## Assignment:
Wherever the line with "filename tr-sim/src/cli.rs" sits in the listing below, transcribe from it up to and including the line with "#[command(author)]", exactly, and leave the remaining lines out.

## Task material:
******************************

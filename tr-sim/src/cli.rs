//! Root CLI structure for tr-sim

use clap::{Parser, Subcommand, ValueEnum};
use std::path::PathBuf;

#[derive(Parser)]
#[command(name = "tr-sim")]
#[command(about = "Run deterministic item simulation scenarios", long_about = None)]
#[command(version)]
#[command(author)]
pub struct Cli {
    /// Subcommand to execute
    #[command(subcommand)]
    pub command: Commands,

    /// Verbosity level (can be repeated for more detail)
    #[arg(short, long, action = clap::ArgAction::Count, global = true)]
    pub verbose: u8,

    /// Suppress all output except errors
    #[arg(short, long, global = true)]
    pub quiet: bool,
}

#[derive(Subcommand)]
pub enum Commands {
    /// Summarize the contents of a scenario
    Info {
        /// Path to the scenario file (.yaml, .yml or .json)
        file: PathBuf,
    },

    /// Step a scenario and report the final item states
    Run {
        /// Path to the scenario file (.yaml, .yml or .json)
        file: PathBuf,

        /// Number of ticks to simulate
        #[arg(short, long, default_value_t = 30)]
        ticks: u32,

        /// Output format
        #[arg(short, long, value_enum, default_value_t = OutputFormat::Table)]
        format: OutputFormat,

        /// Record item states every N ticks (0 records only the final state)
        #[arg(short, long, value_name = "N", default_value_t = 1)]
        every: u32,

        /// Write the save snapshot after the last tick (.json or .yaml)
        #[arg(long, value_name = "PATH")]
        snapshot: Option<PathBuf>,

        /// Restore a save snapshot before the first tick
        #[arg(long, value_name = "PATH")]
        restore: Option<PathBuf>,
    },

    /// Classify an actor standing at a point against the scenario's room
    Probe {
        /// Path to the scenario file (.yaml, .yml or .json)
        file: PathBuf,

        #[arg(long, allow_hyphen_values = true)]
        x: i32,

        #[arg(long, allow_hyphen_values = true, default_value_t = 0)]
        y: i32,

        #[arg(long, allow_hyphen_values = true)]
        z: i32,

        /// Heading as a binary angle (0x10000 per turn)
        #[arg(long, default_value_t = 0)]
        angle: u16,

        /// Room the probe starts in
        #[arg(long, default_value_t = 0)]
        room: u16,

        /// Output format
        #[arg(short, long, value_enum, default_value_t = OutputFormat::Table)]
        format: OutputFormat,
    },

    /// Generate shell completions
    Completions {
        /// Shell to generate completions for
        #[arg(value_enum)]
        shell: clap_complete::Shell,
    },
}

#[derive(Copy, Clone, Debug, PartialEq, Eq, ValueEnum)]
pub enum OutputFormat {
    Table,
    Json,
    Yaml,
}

******************************

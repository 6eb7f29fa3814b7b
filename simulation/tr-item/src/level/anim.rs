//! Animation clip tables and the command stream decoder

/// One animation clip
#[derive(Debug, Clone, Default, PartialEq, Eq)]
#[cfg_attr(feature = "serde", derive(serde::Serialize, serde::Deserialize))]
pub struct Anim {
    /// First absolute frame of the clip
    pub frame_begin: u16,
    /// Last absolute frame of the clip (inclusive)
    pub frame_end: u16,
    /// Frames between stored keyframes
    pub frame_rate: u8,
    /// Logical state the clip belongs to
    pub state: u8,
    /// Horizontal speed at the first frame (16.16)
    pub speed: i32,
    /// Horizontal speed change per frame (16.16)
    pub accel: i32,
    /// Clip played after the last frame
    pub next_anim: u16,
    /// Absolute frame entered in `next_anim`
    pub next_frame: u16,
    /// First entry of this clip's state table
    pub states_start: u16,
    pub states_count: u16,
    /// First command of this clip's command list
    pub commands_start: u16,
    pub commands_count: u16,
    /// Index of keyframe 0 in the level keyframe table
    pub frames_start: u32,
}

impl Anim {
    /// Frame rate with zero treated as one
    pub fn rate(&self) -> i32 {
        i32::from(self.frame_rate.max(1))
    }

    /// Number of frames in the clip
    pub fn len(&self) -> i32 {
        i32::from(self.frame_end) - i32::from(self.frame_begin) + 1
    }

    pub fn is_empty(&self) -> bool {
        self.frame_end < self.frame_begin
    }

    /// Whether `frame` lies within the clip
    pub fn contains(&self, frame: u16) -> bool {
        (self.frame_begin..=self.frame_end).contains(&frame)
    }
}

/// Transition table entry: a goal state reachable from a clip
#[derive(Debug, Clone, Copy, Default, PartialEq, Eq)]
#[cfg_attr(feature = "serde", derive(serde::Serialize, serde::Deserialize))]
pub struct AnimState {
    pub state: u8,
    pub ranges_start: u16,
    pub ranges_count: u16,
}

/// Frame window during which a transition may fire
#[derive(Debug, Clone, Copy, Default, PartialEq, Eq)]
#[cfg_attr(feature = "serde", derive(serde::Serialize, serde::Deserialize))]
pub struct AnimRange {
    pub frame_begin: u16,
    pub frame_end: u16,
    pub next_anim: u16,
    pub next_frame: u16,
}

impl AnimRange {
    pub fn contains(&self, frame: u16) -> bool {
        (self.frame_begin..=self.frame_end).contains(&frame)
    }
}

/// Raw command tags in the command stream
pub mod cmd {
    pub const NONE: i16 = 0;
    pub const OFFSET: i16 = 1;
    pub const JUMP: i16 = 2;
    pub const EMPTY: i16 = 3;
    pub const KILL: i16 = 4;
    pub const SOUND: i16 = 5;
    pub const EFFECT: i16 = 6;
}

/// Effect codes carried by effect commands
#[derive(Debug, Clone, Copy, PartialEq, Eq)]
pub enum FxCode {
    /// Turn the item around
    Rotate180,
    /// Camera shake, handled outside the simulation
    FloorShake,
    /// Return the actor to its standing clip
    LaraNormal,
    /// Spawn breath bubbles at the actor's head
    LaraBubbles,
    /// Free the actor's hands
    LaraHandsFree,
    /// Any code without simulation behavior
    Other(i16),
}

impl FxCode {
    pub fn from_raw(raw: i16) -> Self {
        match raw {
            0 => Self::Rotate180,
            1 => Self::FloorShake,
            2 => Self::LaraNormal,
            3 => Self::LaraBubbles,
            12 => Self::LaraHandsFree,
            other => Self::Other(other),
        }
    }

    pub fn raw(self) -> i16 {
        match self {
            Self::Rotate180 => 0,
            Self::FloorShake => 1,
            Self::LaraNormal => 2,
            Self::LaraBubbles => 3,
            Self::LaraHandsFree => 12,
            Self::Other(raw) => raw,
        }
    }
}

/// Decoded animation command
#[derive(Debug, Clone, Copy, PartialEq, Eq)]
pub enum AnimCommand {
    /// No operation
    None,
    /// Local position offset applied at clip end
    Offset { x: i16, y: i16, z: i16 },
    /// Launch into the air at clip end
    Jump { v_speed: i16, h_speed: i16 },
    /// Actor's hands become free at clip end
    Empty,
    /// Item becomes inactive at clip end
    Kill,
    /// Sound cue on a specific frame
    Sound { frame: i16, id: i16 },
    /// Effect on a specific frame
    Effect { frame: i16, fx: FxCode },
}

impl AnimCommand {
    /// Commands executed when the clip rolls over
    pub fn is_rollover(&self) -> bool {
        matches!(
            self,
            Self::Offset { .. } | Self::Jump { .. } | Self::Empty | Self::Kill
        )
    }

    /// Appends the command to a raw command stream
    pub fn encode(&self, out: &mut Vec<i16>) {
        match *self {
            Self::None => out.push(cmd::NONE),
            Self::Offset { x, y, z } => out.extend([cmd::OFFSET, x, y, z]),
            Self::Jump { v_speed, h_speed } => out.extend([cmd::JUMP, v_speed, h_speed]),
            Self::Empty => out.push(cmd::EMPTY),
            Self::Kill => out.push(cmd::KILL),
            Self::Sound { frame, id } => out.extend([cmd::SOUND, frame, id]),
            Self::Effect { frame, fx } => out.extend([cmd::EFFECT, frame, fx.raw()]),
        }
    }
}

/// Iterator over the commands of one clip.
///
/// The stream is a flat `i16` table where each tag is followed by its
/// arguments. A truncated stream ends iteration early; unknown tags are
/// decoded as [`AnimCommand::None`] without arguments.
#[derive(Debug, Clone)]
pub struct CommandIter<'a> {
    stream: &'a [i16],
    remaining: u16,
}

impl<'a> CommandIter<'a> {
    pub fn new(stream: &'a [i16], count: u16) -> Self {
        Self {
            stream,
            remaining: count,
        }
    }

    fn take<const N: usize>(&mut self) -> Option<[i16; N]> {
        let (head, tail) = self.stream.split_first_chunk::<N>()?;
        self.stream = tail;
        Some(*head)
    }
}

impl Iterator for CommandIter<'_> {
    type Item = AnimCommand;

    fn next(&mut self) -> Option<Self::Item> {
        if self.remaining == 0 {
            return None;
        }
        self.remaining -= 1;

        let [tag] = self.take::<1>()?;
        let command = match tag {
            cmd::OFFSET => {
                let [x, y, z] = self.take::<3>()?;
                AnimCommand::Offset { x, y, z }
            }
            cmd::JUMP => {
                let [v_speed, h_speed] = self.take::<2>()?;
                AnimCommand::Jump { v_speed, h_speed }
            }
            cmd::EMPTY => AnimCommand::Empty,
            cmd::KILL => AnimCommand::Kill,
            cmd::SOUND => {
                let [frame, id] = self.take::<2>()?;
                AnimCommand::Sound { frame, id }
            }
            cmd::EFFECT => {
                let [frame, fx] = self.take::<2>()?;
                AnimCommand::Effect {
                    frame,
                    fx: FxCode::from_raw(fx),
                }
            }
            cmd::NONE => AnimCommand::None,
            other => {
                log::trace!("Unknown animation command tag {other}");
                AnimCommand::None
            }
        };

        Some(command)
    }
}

******************************

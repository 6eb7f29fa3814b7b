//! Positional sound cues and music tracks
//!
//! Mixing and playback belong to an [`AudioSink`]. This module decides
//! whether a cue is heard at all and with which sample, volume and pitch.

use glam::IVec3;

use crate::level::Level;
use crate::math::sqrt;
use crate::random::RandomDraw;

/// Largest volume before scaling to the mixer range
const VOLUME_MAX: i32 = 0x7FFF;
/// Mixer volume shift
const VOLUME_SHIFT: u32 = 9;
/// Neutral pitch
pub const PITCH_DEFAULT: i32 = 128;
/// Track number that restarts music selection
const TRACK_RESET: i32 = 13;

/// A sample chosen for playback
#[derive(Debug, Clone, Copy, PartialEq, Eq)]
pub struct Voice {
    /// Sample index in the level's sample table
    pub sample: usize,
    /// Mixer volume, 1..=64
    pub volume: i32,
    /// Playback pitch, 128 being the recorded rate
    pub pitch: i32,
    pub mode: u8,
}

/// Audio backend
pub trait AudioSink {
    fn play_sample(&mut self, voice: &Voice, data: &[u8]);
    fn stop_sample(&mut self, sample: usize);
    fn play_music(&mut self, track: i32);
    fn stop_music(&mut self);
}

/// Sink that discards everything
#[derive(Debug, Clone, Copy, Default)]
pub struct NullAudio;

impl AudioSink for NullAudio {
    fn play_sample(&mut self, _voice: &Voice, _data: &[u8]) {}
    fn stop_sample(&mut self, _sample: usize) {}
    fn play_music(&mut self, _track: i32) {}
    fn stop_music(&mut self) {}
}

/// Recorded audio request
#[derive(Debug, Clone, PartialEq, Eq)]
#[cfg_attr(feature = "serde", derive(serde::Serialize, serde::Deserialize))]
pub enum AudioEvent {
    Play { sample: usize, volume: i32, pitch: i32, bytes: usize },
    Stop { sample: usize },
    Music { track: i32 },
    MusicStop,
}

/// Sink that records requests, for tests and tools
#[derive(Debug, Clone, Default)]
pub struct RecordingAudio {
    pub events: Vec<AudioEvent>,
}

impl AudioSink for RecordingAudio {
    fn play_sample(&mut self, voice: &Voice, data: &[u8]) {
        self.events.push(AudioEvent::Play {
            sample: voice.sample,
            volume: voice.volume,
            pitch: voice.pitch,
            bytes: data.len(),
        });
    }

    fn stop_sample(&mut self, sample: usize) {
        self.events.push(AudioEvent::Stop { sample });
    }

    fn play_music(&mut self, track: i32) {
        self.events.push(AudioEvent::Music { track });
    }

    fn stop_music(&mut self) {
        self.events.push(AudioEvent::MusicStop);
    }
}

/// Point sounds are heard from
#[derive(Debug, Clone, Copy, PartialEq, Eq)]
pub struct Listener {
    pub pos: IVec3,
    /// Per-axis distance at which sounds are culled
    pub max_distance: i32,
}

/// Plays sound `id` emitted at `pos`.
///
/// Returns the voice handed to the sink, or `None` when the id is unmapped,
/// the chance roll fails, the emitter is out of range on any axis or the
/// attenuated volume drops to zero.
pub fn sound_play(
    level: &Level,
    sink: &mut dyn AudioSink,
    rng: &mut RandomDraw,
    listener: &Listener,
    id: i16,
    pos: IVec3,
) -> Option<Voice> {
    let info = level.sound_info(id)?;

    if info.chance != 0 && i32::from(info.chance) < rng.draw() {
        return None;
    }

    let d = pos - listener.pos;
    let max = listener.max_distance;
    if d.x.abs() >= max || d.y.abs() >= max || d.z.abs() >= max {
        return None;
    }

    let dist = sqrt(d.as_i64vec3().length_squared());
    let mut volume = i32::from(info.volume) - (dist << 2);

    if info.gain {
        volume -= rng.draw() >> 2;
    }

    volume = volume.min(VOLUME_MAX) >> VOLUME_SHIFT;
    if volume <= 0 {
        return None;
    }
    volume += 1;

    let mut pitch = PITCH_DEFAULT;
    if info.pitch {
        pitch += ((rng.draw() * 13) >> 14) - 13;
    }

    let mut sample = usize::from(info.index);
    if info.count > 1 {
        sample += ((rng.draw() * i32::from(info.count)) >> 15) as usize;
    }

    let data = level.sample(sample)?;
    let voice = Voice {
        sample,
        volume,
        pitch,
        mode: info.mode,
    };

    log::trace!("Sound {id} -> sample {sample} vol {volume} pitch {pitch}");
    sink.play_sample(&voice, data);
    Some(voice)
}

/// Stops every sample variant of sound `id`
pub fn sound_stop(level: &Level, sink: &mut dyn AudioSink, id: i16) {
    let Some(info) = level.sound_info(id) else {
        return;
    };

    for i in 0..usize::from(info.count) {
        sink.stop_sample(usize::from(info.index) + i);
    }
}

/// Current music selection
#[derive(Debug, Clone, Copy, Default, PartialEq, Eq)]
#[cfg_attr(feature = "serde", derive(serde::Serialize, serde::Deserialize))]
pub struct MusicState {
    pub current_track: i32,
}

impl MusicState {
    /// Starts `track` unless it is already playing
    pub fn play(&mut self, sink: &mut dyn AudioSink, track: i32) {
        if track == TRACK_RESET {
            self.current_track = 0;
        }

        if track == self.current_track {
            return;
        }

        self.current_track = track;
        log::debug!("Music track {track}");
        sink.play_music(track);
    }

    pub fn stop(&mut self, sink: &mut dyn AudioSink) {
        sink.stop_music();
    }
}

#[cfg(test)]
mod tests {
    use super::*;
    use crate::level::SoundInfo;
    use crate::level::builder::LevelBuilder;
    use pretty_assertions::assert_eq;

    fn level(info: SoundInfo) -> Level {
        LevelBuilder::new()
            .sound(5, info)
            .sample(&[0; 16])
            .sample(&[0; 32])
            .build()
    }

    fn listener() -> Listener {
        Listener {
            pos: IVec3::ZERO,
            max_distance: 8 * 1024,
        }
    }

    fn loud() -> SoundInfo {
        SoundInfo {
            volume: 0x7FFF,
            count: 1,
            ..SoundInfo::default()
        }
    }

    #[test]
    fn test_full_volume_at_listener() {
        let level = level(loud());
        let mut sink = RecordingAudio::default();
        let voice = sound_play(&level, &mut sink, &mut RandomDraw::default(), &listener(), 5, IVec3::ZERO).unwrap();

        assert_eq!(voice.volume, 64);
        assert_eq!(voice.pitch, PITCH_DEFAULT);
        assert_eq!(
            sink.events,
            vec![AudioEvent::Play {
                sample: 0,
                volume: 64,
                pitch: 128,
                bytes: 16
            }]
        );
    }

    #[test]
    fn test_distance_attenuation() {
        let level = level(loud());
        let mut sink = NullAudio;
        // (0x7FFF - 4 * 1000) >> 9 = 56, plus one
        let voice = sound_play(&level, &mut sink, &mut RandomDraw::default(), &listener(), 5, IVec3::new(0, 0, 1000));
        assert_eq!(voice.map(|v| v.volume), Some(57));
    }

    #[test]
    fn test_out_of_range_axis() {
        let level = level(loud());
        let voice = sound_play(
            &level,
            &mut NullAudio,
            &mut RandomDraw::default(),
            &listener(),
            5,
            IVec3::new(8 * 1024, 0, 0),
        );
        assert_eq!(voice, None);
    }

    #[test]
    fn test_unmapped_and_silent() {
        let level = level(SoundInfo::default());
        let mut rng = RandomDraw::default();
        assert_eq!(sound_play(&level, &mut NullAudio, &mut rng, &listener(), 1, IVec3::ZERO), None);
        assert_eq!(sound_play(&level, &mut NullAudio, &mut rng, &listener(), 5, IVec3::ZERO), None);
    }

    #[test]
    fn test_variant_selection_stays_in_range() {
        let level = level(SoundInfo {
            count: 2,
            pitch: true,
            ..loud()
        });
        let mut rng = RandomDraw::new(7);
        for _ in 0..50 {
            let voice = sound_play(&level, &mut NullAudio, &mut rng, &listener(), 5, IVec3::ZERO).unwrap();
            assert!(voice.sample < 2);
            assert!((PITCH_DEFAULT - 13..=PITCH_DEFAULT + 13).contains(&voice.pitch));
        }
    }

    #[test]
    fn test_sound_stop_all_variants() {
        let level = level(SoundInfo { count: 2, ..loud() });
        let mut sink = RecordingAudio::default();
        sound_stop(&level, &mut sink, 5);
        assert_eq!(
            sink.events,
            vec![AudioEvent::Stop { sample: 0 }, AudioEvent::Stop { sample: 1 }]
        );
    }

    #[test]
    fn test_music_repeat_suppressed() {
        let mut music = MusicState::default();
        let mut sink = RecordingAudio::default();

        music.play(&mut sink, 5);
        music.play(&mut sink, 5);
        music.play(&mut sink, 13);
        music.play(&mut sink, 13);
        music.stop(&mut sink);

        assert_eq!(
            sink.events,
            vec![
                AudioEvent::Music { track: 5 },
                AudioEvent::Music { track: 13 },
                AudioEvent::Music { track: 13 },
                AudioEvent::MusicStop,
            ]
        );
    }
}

******************************

## Solution:
filename tr-sim/src/cli.rs
//! Root CLI structure for tr-sim

use clap::{Parser, Subcommand, ValueEnum};
use std::path::PathBuf;

#[derive(Parser)]
#[command(name = "tr-sim")]
#[command(about = "Run deterministic item simulation scenarios", long_about = None)]
#[command(version)]
#[command(author)]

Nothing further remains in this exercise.